* Task objective *
The answer should be a number alone: the count of lines in the listing below that include "PathBuf".

* Data in this exercise *
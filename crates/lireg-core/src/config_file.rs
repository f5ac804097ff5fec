use std::path::{Path, PathBuf};

use serde::{Deserialize, Serialize};

use crate::Config;
use crate::rate_limit::PacingMode;

/// Default listener port when neither `PORT` nor the config file sets one.
pub const DEFAULT_PORT: u16 = 5000;

/// On-disk TOML configuration structure.
/// All fields are optional so partial configs work (merge with defaults).
#[derive(Debug, Clone, Default, PartialEq, Eq, Serialize, Deserialize)]
pub struct ConfigFile {
    pub server: Option<ServerConfig>,
    pub timeouts: Option<TimeoutsConfig>,
    pub pacing: Option<PacingConfig>,
}

#[derive(Debug, Clone, Default, PartialEq, Eq, Serialize, Deserialize)]
pub struct ServerConfig {
    pub port: Option<u16>,
}

#[derive(Debug, Clone, Default, PartialEq, Eq, Serialize, Deserialize)]
pub struct TimeoutsConfig {
    pub lookup_secs: Option<u64>,
    pub detail_secs: Option<u64>,
    pub document_secs: Option<u64>,
}

#[derive(Debug, Clone, Default, PartialEq, Eq, Serialize, Deserialize)]
pub struct PacingConfig {
    pub detail_delay_ms: Option<u64>,
    pub mode: Option<PacingMode>,
}

/// Platform config directory path: `<config_dir>/lireg/config.toml`.
pub fn config_path() -> Option<PathBuf> {
    dirs::config_dir().map(|d| d.join("lireg").join("config.toml"))
}

/// Load config by cascading CWD `.lireg.toml` over platform config.
/// CWD values override platform values.
pub fn load_config() -> ConfigFile {
    let platform = config_path().and_then(|p| load_from_path(&p));
    let cwd = load_from_path(Path::new(".lireg.toml"));

    match (platform, cwd) {
        (None, None) => ConfigFile::default(),
        (Some(p), None) => p,
        (None, Some(c)) => c,
        (Some(p), Some(c)) => merge(p, c),
    }
}

/// Load a config from a specific path. Returns `None` if the file doesn't
/// exist or can't be parsed.
pub fn load_from_path(path: &Path) -> Option<ConfigFile> {
    let content = std::fs::read_to_string(path).ok()?;
    match toml::from_str(&content) {
        Ok(config) => Some(config),
        Err(e) => {
            tracing::warn!(path = %path.display(), error = %e, "ignoring unparsable config file");
            None
        }
    }
}

/// Merge two configs: `overlay` values take precedence over `base`.
pub fn merge(base: ConfigFile, overlay: ConfigFile) -> ConfigFile {
    let base_server = base.server.unwrap_or_default();
    let over_server = overlay.server.unwrap_or_default();
    let base_timeouts = base.timeouts.unwrap_or_default();
    let over_timeouts = overlay.timeouts.unwrap_or_default();
    let base_pacing = base.pacing.unwrap_or_default();
    let over_pacing = overlay.pacing.unwrap_or_default();

    ConfigFile {
        server: Some(ServerConfig {
            port: over_server.port.or(base_server.port),
        }),
        timeouts: Some(TimeoutsConfig {
            lookup_secs: over_timeouts.lookup_secs.or(base_timeouts.lookup_secs),
            detail_secs: over_timeouts.detail_secs.or(base_timeouts.detail_secs),
            document_secs: over_timeouts.document_secs.or(base_timeouts.document_secs),
        }),
        pacing: Some(PacingConfig {
            detail_delay_ms: over_pacing.detail_delay_ms.or(base_pacing.detail_delay_ms),
            mode: over_pacing.mode.or(base_pacing.mode),
        }),
    }
}

impl ConfigFile {
    /// Apply the file's values over `config`.
    pub fn apply(&self, config: &mut Config) {
        if let Some(t) = &self.timeouts {
            if let Some(v) = t.lookup_secs {
                config.lookup_timeout_secs = v;
            }
            if let Some(v) = t.detail_secs {
                config.detail_timeout_secs = v;
            }
            if let Some(v) = t.document_secs {
                config.document_timeout_secs = Some(v);
            }
        }
        if let Some(p) = &self.pacing {
            if let Some(v) = p.detail_delay_ms {
                config.detail_delay_ms = v;
            }
            if let Some(mode) = p.mode {
                config.pacing = mode;
            }
        }
    }

    pub fn port(&self) -> Option<u16> {
        self.server.as_ref().and_then(|s| s.port)
    }
}

/// Apply `LIREG_*` environment overrides. `var` looks up a variable by name.
///
/// Unparsable values are ignored.
pub fn apply_env(config: &mut Config, var: impl Fn(&str) -> Option<String>) {
    let parse = |name: &str| var(name).and_then(|v| v.trim().parse::<u64>().ok());

    if let Some(v) = parse("LIREG_LOOKUP_TIMEOUT") {
        config.lookup_timeout_secs = v;
    }
    if let Some(v) = parse("LIREG_DETAIL_TIMEOUT") {
        config.detail_timeout_secs = v;
    }
    if let Some(v) = parse("LIREG_DOCUMENT_TIMEOUT") {
        config.document_timeout_secs = Some(v);
    }
    if let Some(v) = parse("LIREG_DETAIL_DELAY_MS") {
        config.detail_delay_ms = v;
    }
}

/// Resolve the listener port: `PORT` env > config file > [`DEFAULT_PORT`].
pub fn resolve_port(file: &ConfigFile, var: impl Fn(&str) -> Option<String>) -> u16 {
    var("PORT")
        .and_then(|v| v.trim().parse().ok())
        .or_else(|| file.port())
        .unwrap_or(DEFAULT_PORT)
}

/// Default config, overlaid with the config files and then the environment.
pub fn resolve_config(file: &ConfigFile) -> Config {
    let mut config = Config::default();
    file.apply(&mut config);
    apply_env(&mut config, |name| std::env::var(name).ok());
    config
}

* Output *
2